• [Aim of the exercise] Which lines mention "fields"? Show each one from the listing.
———
//! Error types used by the svcvisor controller and platform boundary.
//!
//! This module defines two error enums:
//!
//! - [`ReportError`]: outcome of a single bounded status report.
//! - [`PlatformError`]: failures raised by a [`Platform`](crate::Platform) implementation.
//!
//! Neither is ever returned to the hosting application by
//! [`ServiceController`](crate::ServiceController): both are absorbed and logged.
//! Both types provide helper methods (`as_label`, `as_message`) for logging/metrics.

use std::any::Any;
use std::time::Duration;
use thiserror::Error;

/// # Errors produced while reporting a status transition.
///
/// A report is a single attempt; neither variant is retried.
#[non_exhaustive]
#[derive(Error, Debug, Clone, PartialEq, Eq)]
pub enum ReportError {
    /// The status sink did not accept the report within the deadline.
    #[error("status sink not ready within {timeout:?}")]
    Timeout {
        /// The deadline that was exceeded.
        timeout: Duration,
    },

    /// The status sink is gone (receiver dropped).
    #[error("status sink closed")]
    Closed,
}

impl ReportError {
    /// Returns a short stable label (snake_case) for use in logs/metrics.
    ///
    /// # Example
    /// ```
    /// use svcvisor::ReportError;
    /// use std::time::Duration;
    ///
    /// let err = ReportError::Timeout { timeout: Duration::from_millis(500) };
    /// assert_eq!(err.as_label(), "report_timeout");
    /// ```
    pub fn as_label(&self) -> &'static str {
        match self {
            ReportError::Timeout { .. } => "report_timeout",
            ReportError::Closed => "report_closed",
        }
    }

    /// Returns a human-readable message with details about the error.
    pub fn as_message(&self) -> String {
        match self {
            ReportError::Timeout { timeout } => format!("dropped after {timeout:?}"),
            ReportError::Closed => "sink closed".to_string(),
        }
    }
}

/// # Errors produced at the platform boundary.
///
/// Only [`PlatformError::NotAService`] is an expected outcome; it is what a
/// dispatcher reports when the process turns out to be a console process
/// rather than a registered service.
#[non_exhaustive]
#[derive(Error, Debug, Clone, PartialEq, Eq)]
pub enum PlatformError {
    /// Could not determine whether the session is interactive or supervised.
    #[error("session query failed: {error}")]
    Query {
        /// The underlying error message.
        error: String,
    },

    /// The process is not running as a service; no handler could be registered.
    #[error("not running as a service")]
    NotAService,

    /// Registering with the service manager failed.
    #[error("service registration failed: {error}")]
    Registration {
        /// The underlying error message.
        error: String,
    },
}

impl PlatformError {
    /// Returns a short stable label (snake_case) for use in logs/metrics.
    ///
    /// # Example
    /// ```
    /// use svcvisor::PlatformError;
    ///
    /// let err = PlatformError::Registration { error: "access denied".into() };
    /// assert_eq!(err.as_label(), "platform_registration");
    /// ```
    pub fn as_label(&self) -> &'static str {
        match self {
            PlatformError::Query { .. } => "platform_query",
            PlatformError::NotAService => "platform_not_a_service",
            PlatformError::Registration { .. } => "platform_registration",
        }
    }

    /// Returns a human-readable message with details about the error.
    pub fn as_message(&self) -> String {
        match self {
            PlatformError::Query { error } => format!("query: {error}"),
            PlatformError::NotAService => "not a service".to_string(),
            PlatformError::Registration { error } => format!("registration: {error}"),
        }
    }

    /// Indicates whether the error is an expected, benign outcome.
    ///
    /// Returns `true` only for [`PlatformError::NotAService`].
    ///
    /// # Example
    /// ```
    /// use svcvisor::PlatformError;
    ///
    /// assert!(PlatformError::NotAService.is_benign());
    /// assert!(!PlatformError::Query { error: "denied".into() }.is_benign());
    /// ```
    pub fn is_benign(&self) -> bool {
        matches!(self, PlatformError::NotAService)
    }
}

/// Extracts a printable message from a caught panic payload.
pub(crate) fn panic_message(payload: &(dyn Any + Send)) -> String {
    if let Some(msg) = payload.downcast_ref::<&'static str>() {
        (*msg).to_string()
    } else if let Some(msg) = payload.downcast_ref::<String>() {
        msg.clone()
    } else {
        "unknown panic".to_string()
    }
}
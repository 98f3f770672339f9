//! # Single-fire broadcast signal.
//!
//! [`Signal`] is "close once" rather than "send a value": firing is sticky, every
//! current and future waiter observes it, and firing again is a no-op.
//! It is backed by a [`CancellationToken`].
//!
//! The controller uses three independent signals:
//! - **stop**: fired by whoever decides to stop (host application or service manager path);
//! - **completion**: fired by the host once its own teardown has finished;
//! - **exit**: fired when `ServiceController::start` returns, observed by the completion gate.

use tokio_util::sync::{CancellationToken, DropGuard};

/// Fire-once, broadcast-to-all signal. Clones share the same signal.
#[derive(Clone, Debug, Default)]
pub struct Signal {
    token: CancellationToken,
}

impl Signal {
    /// Creates an unfired signal.
    pub fn new() -> Self {
        Self::default()
    }

    /// Fires the signal. Subsequent calls have no effect.
    pub fn fire(&self) {
        self.token.cancel();
    }

    /// Returns `true` once the signal has been fired.
    pub fn is_fired(&self) -> bool {
        self.token.is_cancelled()
    }

    /// Completes when the signal is fired (immediately if it already was).
    pub async fn fired(&self) {
        self.token.cancelled().await;
    }

    /// Returns a guard that fires the signal when dropped.
    pub fn guard(&self) -> SignalGuard {
        SignalGuard {
            _inner: self.token.clone().drop_guard(),
        }
    }
}

/// Fires its [`Signal`] on drop, whichever path the owner leaves by.
#[must_use = "the signal fires as soon as the guard is dropped"]
pub struct SignalGuard {
    _inner: DropGuard,
}
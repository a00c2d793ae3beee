//! Tracing subscriber initialisation.

use crate::{StrataError, StrataResult};
use serde::{Deserialize, Serialize};
use tracing_subscriber::{layer::SubscriberExt, util::SubscriberInitExt, EnvFilter};

/// Telemetry configuration.
#[derive(Debug, Clone, Serialize, Deserialize)]
pub struct TelemetryConfig {
    /// Service name attached to the startup event.
    #[serde(default = "default_service_name")]
    pub service_name: String,

    /// Fallback filter used when `RUST_LOG` is not set.
    #[serde(default = "default_log_level")]
    pub log_level: String,

    /// Emit JSON lines instead of the pretty console format.
    #[serde(default)]
    pub json: bool,
}

fn default_service_name() -> String {
    "strata".to_string()
}

fn default_log_level() -> String {
    "info".to_string()
}

impl Default for TelemetryConfig {
    fn default() -> Self {
        Self {
            service_name: default_service_name(),
            log_level: default_log_level(),
            json: false,
        }
    }
}

/// Installs the global tracing subscriber.
///
/// `RUST_LOG` wins over the configured level.
///
/// # Errors
///
/// Returns [`StrataError::Configuration`] if a global subscriber is already set.
pub fn init_tracing(config: &TelemetryConfig) -> StrataResult<()> {
    let filter = EnvFilter::try_from_default_env()
        .unwrap_or_else(|_| EnvFilter::new(&config.log_level));

    let registry = tracing_subscriber::registry().with(filter);
    let installed = if config.json {
        registry
            .with(tracing_subscriber::fmt::layer().json().with_target(true))
            .try_init()
    } else {
        registry
            .with(tracing_subscriber::fmt::layer().with_target(true))
            .try_init()
    };
    installed.map_err(|e| StrataError::Configuration(format!("Failed to initialise tracing: {}", e)))?;

    tracing::info!(
        service_name = %config.service_name,
        log_level = %config.log_level,
        json = config.json,
        "Tracing initialized"
    );

    Ok(())
}

#[cfg(test)]
mod tests {
    use super::*;

    #[test]
    fn test_default_config() {
        let config = TelemetryConfig::default();
        assert_eq!(config.service_name, "strata");
        assert_eq!(config.log_level, "info");
        assert!(!config.json);
    }

    #[test]
    fn test_second_init_is_rejected() {
        let config = TelemetryConfig::default();
        init_tracing(&config).unwrap();

        let second = init_tracing(&config);
        assert!(matches!(second, Err(StrataError::Configuration(_))));
    }
}
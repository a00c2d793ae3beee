//! Lenient cache facade.
//!
//! Every operation swallows backend and serialization failures, logs them
//! at `warn` (rejected arguments at `error`), and returns a neutral value
//! instead:
//!
//! | result type        | on failure |
//! |--------------------|------------|
//! | `bool`             | `false`    |
//! | count (`u64`)      | `0`        |
//! | value / collection | `None`     |
//! | `get_expire`       | [`EXPIRE_ERROR`] |
//!
//! Callers that must tell a miss from an outage use [`CacheFacade::strict`].

use crate::backend::KeyValueBackend;
use crate::serializer::{JsonSerializer, ResultSerializer};
use crate::strict::StrictCache;
use crate::ttl::{TimeUnit, Ttl, EXPIRE_ERROR};
use serde::{de::DeserializeOwned, Serialize};
use std::collections::{HashMap, HashSet};
use std::future::Future;
use std::hash::Hash;
use std::sync::Arc;
use strata_config::RedisConfig;
use strata_core::{StrataError, StrataResult};
use tracing::{debug, error, warn};

/// Cache facade that never fails.
#[derive(Clone)]
pub struct CacheFacade<S = JsonSerializer> {
    strict: StrictCache<S>,
}

impl CacheFacade<JsonSerializer> {
    #[must_use]
    pub fn new(backend: Arc<dyn KeyValueBackend>) -> Self {
        Self::from_strict(StrictCache::new(backend))
    }

    #[must_use]
    pub fn from_config(backend: Arc<dyn KeyValueBackend>, config: &RedisConfig) -> Self {
        Self::from_strict(StrictCache::from_config(backend, config))
    }
}

impl<S: ResultSerializer> CacheFacade<S> {
    #[must_use]
    pub fn from_strict(strict: StrictCache<S>) -> Self {
        Self { strict }
    }

    /// The error-surfacing view of the same cache.
    pub fn strict(&self) -> &StrictCache<S> {
        &self.strict
    }

    #[must_use]
    pub fn into_strict(self) -> StrictCache<S> {
        self.strict
    }

    fn soften<T>(operation: &'static str, key: &str, result: StrataResult<T>, neutral: T) -> T {
        match result {
            Ok(value) => value,
            Err(err) => {
                log_failure(operation, key, &err);
                neutral
            }
        }
    }

    /// Returns `true` when the backend answers a ping.
    pub async fn is_available(&self) -> bool {
        let result = self.strict.ping().await;
        Self::soften("ping", "", result.map(|()| true), false)
    }

    // ---- scalars and key metadata ----

    pub async fn set<V: Serialize + ?Sized>(&self, key: &str, value: &V, ttl: Ttl) -> bool {
        let result = self.strict.set(key, value, ttl).await;
        Self::soften("set", key, result.map(|()| true), false)
    }

    pub async fn get<T: DeserializeOwned>(&self, key: &str) -> Option<T> {
        Self::soften("get", key, self.strict.get(key).await, None)
    }

    pub async fn expire(&self, key: &str, ttl: Ttl) -> bool {
        Self::soften("expire", key, self.strict.expire(key, ttl).await, false)
    }

    /// Remaining lifetime of `key` in `unit`, rounded down.
    ///
    /// Returns [`EXPIRE_MISSING`](crate::EXPIRE_MISSING) for absent keys,
    /// [`EXPIRE_PERSISTENT`](crate::EXPIRE_PERSISTENT) for keys without a TTL
    /// and [`EXPIRE_ERROR`] when the backend call failed.
    pub async fn get_expire(&self, key: &str, unit: TimeUnit) -> i64 {
        let result = self.strict.expiry(key).await.map(|e| e.as_sentinel(unit));
        Self::soften("get_expire", key, result, EXPIRE_ERROR)
    }

    pub async fn has_key(&self, key: &str) -> bool {
        Self::soften("has_key", key, self.strict.has_key(key).await, false)
    }

    pub async fn del(&self, keys: &[&str]) -> u64 {
        match self.strict.del(keys).await {
            Ok(deleted) => deleted,
            Err(err) => {
                log_failure("del", &keys.join(","), &err);
                0
            }
        }
    }

    // ---- hashes ----

    pub async fn hmset<K, V>(&self, key: &str, fields: &HashMap<K, V>, ttl: Ttl) -> bool
    where
        K: AsRef<str>,
        V: Serialize,
    {
        let result = self.strict.hmset(key, fields, ttl).await;
        Self::soften("hmset", key, result.map(|()| true), false)
    }

    pub async fn hset<V: Serialize + ?Sized>(&self, key: &str, field: &str, value: &V, ttl: Ttl) -> bool {
        let result = self.strict.hset(key, field, value, ttl).await;
        Self::soften("hset", key, result.map(|()| true), false)
    }

    pub async fn hget<T: DeserializeOwned>(&self, key: &str, field: &str) -> Option<T> {
        Self::soften("hget", key, self.strict.hget(key, field).await, None)
    }

    pub async fn hmget<T: DeserializeOwned>(&self, key: &str) -> Option<HashMap<String, T>> {
        Self::soften("hmget", key, self.strict.hmget(key).await.map(Some), None)
    }

    pub async fn hdel(&self, key: &str, fields: &[&str]) -> u64 {
        Self::soften("hdel", key, self.strict.hdel(key, fields).await, 0)
    }

    pub async fn h_has_key(&self, key: &str, field: &str) -> bool {
        Self::soften("h_has_key", key, self.strict.h_has_key(key, field).await, false)
    }

    // ---- sets ----

    pub async fn s_get<T>(&self, key: &str) -> Option<HashSet<T>>
    where
        T: DeserializeOwned + Eq + Hash,
    {
        Self::soften("s_get", key, self.strict.s_get(key).await.map(Some), None)
    }

    pub async fn s_has_key<V: Serialize + ?Sized>(&self, key: &str, value: &V) -> bool {
        Self::soften("s_has_key", key, self.strict.s_has_key(key, value).await, false)
    }

    pub async fn s_set<V: Serialize>(&self, key: &str, ttl: Ttl, values: &[V]) -> u64 {
        Self::soften("s_set", key, self.strict.s_set(key, ttl, values).await, 0)
    }

    pub async fn s_get_set_size(&self, key: &str) -> u64 {
        Self::soften("s_get_set_size", key, self.strict.s_get_set_size(key).await, 0)
    }

    pub async fn set_remove<V: Serialize>(&self, key: &str, values: &[V]) -> u64 {
        Self::soften("set_remove", key, self.strict.set_remove(key, values).await, 0)
    }

    // ---- lists ----

    pub async fn l_get<T: DeserializeOwned>(&self, key: &str, start: i64, end: i64) -> Option<Vec<T>> {
        Self::soften("l_get", key, self.strict.l_get(key, start, end).await.map(Some), None)
    }

    pub async fn l_get_all<T: DeserializeOwned>(&self, key: &str) -> Option<Vec<T>> {
        Self::soften("l_get_all", key, self.strict.l_get_all(key).await.map(Some), None)
    }

    pub async fn l_get_list_size(&self, key: &str) -> u64 {
        Self::soften("l_get_list_size", key, self.strict.l_get_list_size(key).await, 0)
    }

    pub async fn l_get_index<T: DeserializeOwned>(&self, key: &str, index: i64) -> Option<T> {
        Self::soften("l_get_index", key, self.strict.l_get_index(key, index).await, None)
    }

    pub async fn l_set<V: Serialize + ?Sized>(&self, key: &str, value: &V, ttl: Ttl) -> bool {
        let result = self.strict.l_set(key, value, ttl).await;
        Self::soften("l_set", key, result.map(|_| true), false)
    }

    // ---- maintenance ----

    pub async fn sweep_persistent(&self, pattern: &str, ttl: Ttl) -> u64 {
        Self::soften("sweep_persistent", pattern, self.strict.sweep_persistent(pattern, ttl).await, 0)
    }

    /// Applies the configured default TTL to persistent keys matching `pattern`.
    pub async fn sweep_orphans(&self, pattern: &str) -> u64 {
        self.sweep_persistent(pattern, self.strict.default_ttl()).await
    }

    /// Returns the cached value, or loads, caches and returns it on a miss.
    ///
    /// Cache failures degrade to a load; only loader errors are returned.
    pub async fn get_or_load<T, F, Fut>(&self, key: &str, ttl: Ttl, loader: F) -> StrataResult<T>
    where
        T: Serialize + DeserializeOwned,
        F: FnOnce() -> Fut,
        Fut: Future<Output = StrataResult<T>>,
    {
        if let Some(cached) = self.get::<T>(key).await {
            return Ok(cached);
        }

        let value = loader().await?;

        if !self.set(key, &value, ttl).await {
            debug!("Loaded value for '{}' was not cached", key);
        }

        Ok(value)
    }

    /// [`get_or_load`](Self::get_or_load) with the configured default TTL.
    pub async fn get_or_load_default<T, F, Fut>(&self, key: &str, loader: F) -> StrataResult<T>
    where
        T: Serialize + DeserializeOwned,
        F: FnOnce() -> Fut,
        Fut: Future<Output = StrataResult<T>>,
    {
        self.get_or_load(key, self.strict.default_ttl(), loader).await
    }
}

fn log_failure(operation: &str, key: &str, err: &StrataError) {
    if err.is_backend_failure() {
        warn!(
            operation,
            key,
            error_code = err.error_code(),
            error = %err,
            "Cache operation failed; returning neutral value"
        );
    } else {
        error!(
            operation,
            key,
            error_code = err.error_code(),
            error = %err,
            "Cache operation rejected; returning neutral value"
        );
    }
}
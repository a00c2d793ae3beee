//! # Strata Core
//!
//! Core types, traits, and error definitions for Strata.
//! This crate provides the pagination value objects, the persistence
//! capability used to fill them, and the error taxonomy shared by the
//! cache, configuration and security crates.

pub mod error;
pub mod pagination;
pub mod result;
pub mod telemetry;
pub mod traits;

pub use error::*;
pub use pagination::*;
pub use result::*;
pub use traits::*;

// Re-export shaku for dependency injection
pub use shaku::Interface;
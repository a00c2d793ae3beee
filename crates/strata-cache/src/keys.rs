//! Key namespacing.

/// Qualifies caller keys with an optional namespace as `{prefix}:{key}`.
#[derive(Debug, Clone, Default, PartialEq, Eq)]
pub struct CacheKeys {
    prefix: Option<String>,
}

impl CacheKeys {
    /// Creates a key builder. Blank prefixes disable namespacing.
    pub fn new(prefix: Option<&str>) -> Self {
        let prefix = prefix
            .map(|p| p.trim_end_matches(':').to_string())
            .filter(|p| !p.is_empty());
        Self { prefix }
    }

    /// Returns the configured prefix, if any.
    pub fn prefix(&self) -> Option<&str> {
        self.prefix.as_deref()
    }

    /// Qualifies a key.
    pub fn key(&self, key: &str) -> String {
        match &self.prefix {
            Some(prefix) => format!("{}:{}", prefix, key),
            None => key.to_string(),
        }
    }

    /// Qualifies a glob pattern; the prefix itself is matched literally.
    pub fn pattern(&self, pattern: &str) -> String {
        match &self.prefix {
            Some(prefix) => format!("{}:{}", escape_glob(prefix), pattern),
            None => pattern.to_string(),
        }
    }
}

fn escape_glob(literal: &str) -> String {
    let mut escaped = String::with_capacity(literal.len());
    for c in literal.chars() {
        if matches!(c, '*' | '?' | '[' | ']' | '\\') {
            escaped.push('\\');
        }
        escaped.push(c);
    }
    escaped
}

/// Matches `key` against a Redis-style glob supporting `*`, `?` and `\` escapes.
pub(crate) fn glob_match(pattern: &str, key: &str) -> bool {
    let pattern: Vec<char> = pattern.chars().collect();
    let key: Vec<char> = key.chars().collect();

    let (mut p, mut k) = (0, 0);
    let mut backtrack: Option<(usize, usize)> = None;

    while k < key.len() {
        match pattern.get(p) {
            Some('*') => {
                backtrack = Some((p, k));
                p += 1;
                continue;
            }
            Some('?') => {
                p += 1;
                k += 1;
                continue;
            }
            Some('\\') if p + 1 < pattern.len() && pattern[p + 1] == key[k] => {
                p += 2;
                k += 1;
                continue;
            }
            Some(&c) if c != '\\' && c == key[k] => {
                p += 1;
                k += 1;
                continue;
            }
            _ => {}
        }

        match backtrack {
            Some((star, matched)) => {
                p = star + 1;
                k = matched + 1;
                backtrack = Some((star, matched + 1));
            }
            None => return false,
        }
    }

    pattern[p..].iter().all(|c| *c == '*')
}
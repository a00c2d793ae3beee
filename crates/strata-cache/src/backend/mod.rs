//! Key-value store backends.
//!
//! The trait works on raw bytes; typing and serialization live in
//! [`StrictCache`](crate::StrictCache).

mod memory;
mod redis;

pub use self::memory::MemoryBackend;
pub use self::redis::{create_pool, RedisBackend, RedisBackendParameters};

use crate::ttl::Expiry;
use async_trait::async_trait;
use shaku::Interface;
use std::time::Duration;
use strata_core::{HealthCheck, StrataResult};

/// Capabilities a Redis-like store must provide.
///
/// Writes that accept a `ttl` apply the value and the expiry atomically, so a
/// failed expiry never leaves a persistent entry behind.
///
/// Every backend is also a [`HealthCheck`], whose `name()` identifies it in
/// logs and health reports.
#[async_trait]
pub trait KeyValueBackend: Interface + HealthCheck {
    // Scalars and key metadata

    async fn get(&self, key: &str) -> StrataResult<Option<Vec<u8>>>;

    async fn set(&self, key: &str, value: Vec<u8>, ttl: Option<Duration>) -> StrataResult<()>;

    /// Sets a TTL on an existing key. Returns `false` if the key is absent.
    async fn expire(&self, key: &str, ttl: Duration) -> StrataResult<bool>;

    async fn ttl(&self, key: &str) -> StrataResult<Expiry>;

    async fn exists(&self, key: &str) -> StrataResult<bool>;

    /// Deletes keys, returning how many existed.
    async fn delete(&self, keys: &[String]) -> StrataResult<u64>;

    // Hashes

    async fn hash_put(
        &self,
        key: &str,
        fields: Vec<(String, Vec<u8>)>,
        ttl: Option<Duration>,
    ) -> StrataResult<()>;

    async fn hash_get(&self, key: &str, field: &str) -> StrataResult<Option<Vec<u8>>>;

    async fn hash_entries(&self, key: &str) -> StrataResult<Vec<(String, Vec<u8>)>>;

    async fn hash_delete(&self, key: &str, fields: &[String]) -> StrataResult<u64>;

    async fn hash_exists(&self, key: &str, field: &str) -> StrataResult<bool>;

    // Sets

    /// Adds members, returning how many were not already present.
    async fn set_add(
        &self,
        key: &str,
        members: Vec<Vec<u8>>,
        ttl: Option<Duration>,
    ) -> StrataResult<u64>;

    async fn set_remove(&self, key: &str, members: Vec<Vec<u8>>) -> StrataResult<u64>;

    async fn set_members(&self, key: &str) -> StrataResult<Vec<Vec<u8>>>;

    async fn set_size(&self, key: &str) -> StrataResult<u64>;

    async fn set_contains(&self, key: &str, member: &[u8]) -> StrataResult<bool>;

    // Lists

    /// Appends to the tail, returning the new length.
    async fn list_push(&self, key: &str, value: Vec<u8>, ttl: Option<Duration>) -> StrataResult<u64>;

    /// Inclusive range with Redis index semantics (negative counts from the tail).
    async fn list_range(&self, key: &str, start: i64, stop: i64) -> StrataResult<Vec<Vec<u8>>>;

    async fn list_index(&self, key: &str, index: i64) -> StrataResult<Option<Vec<u8>>>;

    async fn list_len(&self, key: &str) -> StrataResult<u64>;

    // Maintenance

    /// Returns every key matching a glob pattern (`*`, `?`).
    async fn scan(&self, pattern: &str) -> StrataResult<Vec<String>>;

    async fn ping(&self) -> StrataResult<()>;
}
//! Authenticated principal and its authentication record.

use chrono::{DateTime, Utc};
use serde::{Deserialize, Serialize};
use std::collections::BTreeSet;

/// The user behind a request.
#[derive(Debug, Clone, PartialEq, Eq, Serialize, Deserialize)]
#[serde(rename_all = "camelCase")]
pub struct Principal {
    /// Login name.
    pub username: String,
    /// Granted authorities (roles and permissions).
    pub authorities: BTreeSet<String>,
    /// Whether the account is enabled.
    pub enabled: bool,
    /// Whether the account is not locked.
    pub account_non_locked: bool,
}

impl Principal {
    /// Creates an enabled, unlocked principal with no authorities.
    #[must_use]
    pub fn new(username: impl Into<String>) -> Self {
        Self {
            username: username.into(),
            authorities: BTreeSet::new(),
            enabled: true,
            account_non_locked: true,
        }
    }

    /// Adds an authority.
    #[must_use]
    pub fn with_authority(mut self, authority: impl Into<String>) -> Self {
        self.authorities.insert(authority.into());
        self
    }

    #[must_use]
    pub fn has_authority(&self, authority: &str) -> bool {
        self.authorities.contains(authority)
    }

    /// Checks the account may act at all.
    #[must_use]
    pub const fn is_active(&self) -> bool {
        self.enabled && self.account_non_locked
    }
}

/// Outcome of authenticating a principal.
#[derive(Debug, Clone, Serialize, Deserialize)]
#[serde(rename_all = "camelCase")]
pub struct Authentication {
    pub principal: Principal,
    pub authenticated: bool,
    /// When the authentication lapses; `None` never expires.
    #[serde(skip_serializing_if = "Option::is_none")]
    pub expires_at: Option<DateTime<Utc>>,
}

impl Authentication {
    /// Creates an authenticated record valid until `expires_at`.
    #[must_use]
    pub fn authenticated(principal: Principal, expires_at: Option<DateTime<Utc>>) -> Self {
        Self {
            principal,
            authenticated: true,
            expires_at,
        }
    }

    /// Checks if the authentication is expired.
    #[must_use]
    pub fn is_expired(&self) -> bool {
        self.expires_at.is_some_and(|at| Utc::now() >= at)
    }

    /// Authenticated, unexpired and held by an active account.
    #[must_use]
    pub fn is_valid(&self) -> bool {
        self.authenticated && !self.is_expired() && self.principal.is_active()
    }
}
———
• [Output for this exercise]
    pub async fn hmset<K, V>(&self, key: &str, fields: &HashMap<K, V>, ttl: Ttl) -> bool
        let result = self.strict.hmset(key, fields, ttl).await;
    pub async fn hdel(&self, key: &str, fields: &[&str]) -> u64 {
        Self::soften("hdel", key, self.strict.hdel(key, fields).await, 0)
        fields: Vec<(String, Vec<u8>)>,
    async fn hash_delete(&self, key: &str, fields: &[String]) -> StrataResult<u64>;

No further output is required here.